Votre premier souvenir de la politique? Les premières élections en Bosnie, en novembre 1990. J’avais 14 ans et, à Sarajevo, j’ai participé au meeting final du Parti réformiste, l’un des rares partis non ethniques. Tout le monde autour de nous prétendait être contre les partis ethno-nationalis­tes. Quelle déception quand nous avons appris que 75% des électeurs avaient fini par voter pour eux. Un an et demi après, le pays était en guerre. Parlez-nous de votre enfance. Une enfance urbaine, au centre-ville de Sarajevo, dans une famille de la classe moyenne. Mes deux parents ont fait des études universita­ires et travaillai­ent dans la banque, mon père comme juriste et ma mère pour la formation continue des cadres. On se disait «yougoslave», nous n’étions pas touchés par les clivages ethniques.

Dans quelles circonstan­ces avez-vous quitté la Bosnie, pour arriver au Tessin? Le 16 avril 1992, dix jours après le début de la guerre. Des gens partaient, la communauté juive organisait son évacuation. Ma tante, qui habitait Lugano, nous implorait de quitter le pays. J’ai été le premier de la famille à partir, un peu comme on va en vacances, puisqu’il n’y avait plus d’école. Je suis arrivé à Lugano après un passage par l’Allemagne. Entre-temps, le siège de Sarajevo avait commencé, il n’était plus possible d’y retourner.

Votre première impression de la Suisse? Je me souviens du panneau «Uscita» après le Gothard et du mauvais temps qu’il faisait ce jour-là au Tessin! J’ai passé l’été à la piscine, avec mes cousines. Il n’y a pas eu de choc culturel, je venais d’une ville pour m’installer dans une autre. J’aurais certaineme­nt eu plus de difficulté à m’intégrer dans un village à 20 km de Sarajevo… Comment s’est passée votre intégratio­n? J’ai été accueilli avec ouverture et j’ai eu la chance de pouvoir entrer dans un lycée privé, le Collegio Papio, à Ascona, dirigé par Giacomo Grampa, le futur évêque de Lugano. J’étais interne et je crois que j’ai appris l’italien en deux mois. J’y ai fait ma maturité fédérale.

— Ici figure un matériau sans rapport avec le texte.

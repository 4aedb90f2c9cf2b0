//! # View-Model Scope
//!
//! Every view-model owns one `ViewModelScope`. Triggers spawn their work
//! through it, and dropping it tears everything down:
//!
//! 1. the cancel signal flips to `true`, so no task publishes again;
//! 2. every tracked task is aborted at its next suspension point.
//!
//! The scope holds a runtime `Handle` rather than relying on an ambient
//! runtime, so trigger methods can be called from a thread that isn't
//! running Tokio (the UI thread).

use std::sync::{Mutex, MutexGuard, PoisonError};

use log::{debug, warn};
use tokio::runtime::Handle;
use tokio::sync::watch;
use tokio::task::AbortHandle;

use crate::core::resource::Resource;
use crate::presentation::observable::Observable;

/// Read side of a scope's cancel signal, handed to each task.
#[derive(Clone, Debug)]
pub struct CancelToken(watch::Receiver<bool>);

impl CancelToken {
    pub fn is_cancelled(&self) -> bool {
        *self.0.borrow()
    }

    #[cfg(test)]
    pub(crate) fn live() -> Self {
        let (_tx, rx) = watch::channel(false);
        CancelToken(rx)
    }

    #[cfg(test)]
    pub(crate) fn cancelled() -> Self {
        let (_tx, rx) = watch::channel(true);
        CancelToken(rx)
    }
}

pub struct ViewModelScope {
    runtime: Handle,
    cancel_tx: watch::Sender<bool>,
    tasks: Mutex<Vec<AbortHandle>>,
}

impl ViewModelScope {
    pub fn new(runtime: Handle) -> Self {
        let (cancel_tx, _rx) = watch::channel(false);
        Self {
            runtime,
            cancel_tx,
            tasks: Mutex::new(Vec::new()),
        }
    }

    // A panicking task can't leave the list half-updated, so poison is ignored
    fn tasks(&self) -> MutexGuard<'_, Vec<AbortHandle>> {
        self.tasks.lock().unwrap_or_else(PoisonError::into_inner)
    }

    pub fn token(&self) -> CancelToken {
        CancelToken(self.cancel_tx.subscribe())
    }

    pub fn is_cancelled(&self) -> bool {
        *self.cancel_tx.borrow()
    }

    /// Number of tasks spawned through this scope that haven't finished.
    pub fn active_tasks(&self) -> usize {
        self.tasks().iter().filter(|h| !h.is_finished()).count()
    }

    /// Spawns `task` on the scope's runtime. Does nothing once cancelled.
    pub(crate) fn launch<F, Fut>(&self, task: F)
    where
        F: FnOnce(CancelToken) -> Fut,
        Fut: Future<Output = ()> + Send + 'static,
    {
        if self.is_cancelled() {
            debug!("Scope cancelled, not launching task");
            return;
        }

        let handle = self.runtime.spawn(task(self.token()));

        let mut tasks = self.tasks();
        tasks.retain(|h| !h.is_finished());
        tasks.push(handle.abort_handle());
    }

    /// Runs `fetch` and publishes its envelope to `stream`, once.
    ///
    /// The ticket is claimed here, on the caller's thread, so the order of
    /// triggers decides which answer survives, not the order tasks get polled.
    pub(crate) fn launch_fetch<T, Fut>(&self, stream: &Observable<T>, fetch: Fut)
    where
        T: Send + Sync + 'static,
        Fut: Future<Output = Resource<T>> + Send + 'static,
    {
        if self.is_cancelled() {
            debug!("Scope cancelled, not launching fetch");
            return;
        }

        let ticket = stream.begin();
        let stream = stream.clone();
        self.launch(move |token| async move {
            let resource = fetch.await;
            stream.publish(ticket, &token, resource);
        });
    }

    /// Publishes `loading(None)` to `stream`, then whatever `work` resolves to.
    /// Both publishes share one ticket, so a newer trigger supersedes both.
    pub(crate) fn launch_with_progress<T, F, Fut>(&self, stream: &Observable<T>, work: F)
    where
        T: Send + Sync + 'static,
        F: FnOnce(CancelToken) -> Fut,
        Fut: Future<Output = Resource<T>> + Send + 'static,
    {
        if self.is_cancelled() {
            debug!("Scope cancelled, not launching task");
            return;
        }

        let ticket = stream.begin();
        stream.publish(ticket, &self.token(), Resource::loading(None));

        let stream = stream.clone();
        self.launch(move |token| {
            let work = work(token.clone());
            async move {
                let resource = work.await;
                stream.publish(ticket, &token, resource);
            }
        });
    }

    /// Publishes `loading(None)` to `status`, runs `update`, then publishes
    /// `success_empty()`. No error state is reachable on this path.
    ///
    /// An empty `id` is a silent no-op for observers: nothing is spawned and
    /// `status` keeps its last value. Returns whether the update was started.
    pub(crate) fn launch_update<T, F, Fut>(&self, status: &Observable<T>, id: &str, update: F) -> bool
    where
        T: Send + Sync + 'static,
        F: FnOnce(CancelToken) -> Fut,
        Fut: Future<Output = ()> + Send + 'static,
    {
        if id.is_empty() {
            warn!("Update requested with an empty id, ignoring");
            return false;
        }
        if self.is_cancelled() {
            debug!("Scope cancelled, not starting update for {}", id);
            return false;
        }

        self.launch_with_progress(status, move |token| {
            let update = update(token);
            async move {
                update.await;
                Resource::success_empty()
            }
        });
        true
    }

    /// Flips the cancel signal and aborts every tracked task.
    pub fn cancel(&self) {
        self.cancel_tx.send_replace(true);
        let mut tasks = self.tasks();
        let count = tasks.len();
        for handle in tasks.drain(..) {
            handle.abort();
        }
        if count > 0 {
            debug!("Scope cancelled, aborted {} task(s)", count);
        }
    }
}

impl Drop for ViewModelScope {
    fn drop(&mut self) {
        self.cancel();
    }
}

A 24 ans, vous débarquez dans la Berne fédérale, d’abord comme journalist­e parlementa­ire… J’avais été interviewé par le Giornale del Popolo après avoir gagné le prix littéraire pour la jeunesse de Varèse, pour des contes. De fil en aiguille, j’ai fait un stage dans ce journal, des remplaceme­nts pour la rubrique culturelle, puis on m’a proposé le poste de correspond­ant au Palais fédéral. C’était mon premier vrai emploi. J’ai beaucoup travaillé sur la politique des transports, vu les intérêts du Tessin, ce qui m’a valu d’être engagé en 2002 comme collaborat­eur scientifiq­ue dans le staff du conseiller fédéral Moritz Leuenberge­r, pour un an et demi.

C’est lui qui vous a converti au socialisme? Non, pas du tout! J’avais déjà des idées de gauche, que je défendais lors de débats au lycée. L’orientatio­n politique n’était pas prescrite chez Moritz Leuenberge­r et j’ai pu rejoindre son équipe tout en ayant un permis B, ce que je tiens à souligner. Dix ans s’étaient écoulés depuis mon arrivée à Lugano et je me souviens avoir écrit dans mon journal intime: «Je sais maintenant quel est le pays qui me veut!» J’ai attendu d’avoir mon passeport suisse, en mars 2003, pour adhérer au PS.

C’est un beau parcours d’intégratio­n. L’attribuez-vous à la chance? A votre talent? Je crois qu’il faut beaucoup travailler dans la vie et aimer ce que l’on fait. Ensuite, il faut la chance de rencontrer sur votre chemin des personnes qui vous accordent leur confiance, et c’est ce qui m’est arrivé. J’ai avancé sans recommanda­tions, sans «relations».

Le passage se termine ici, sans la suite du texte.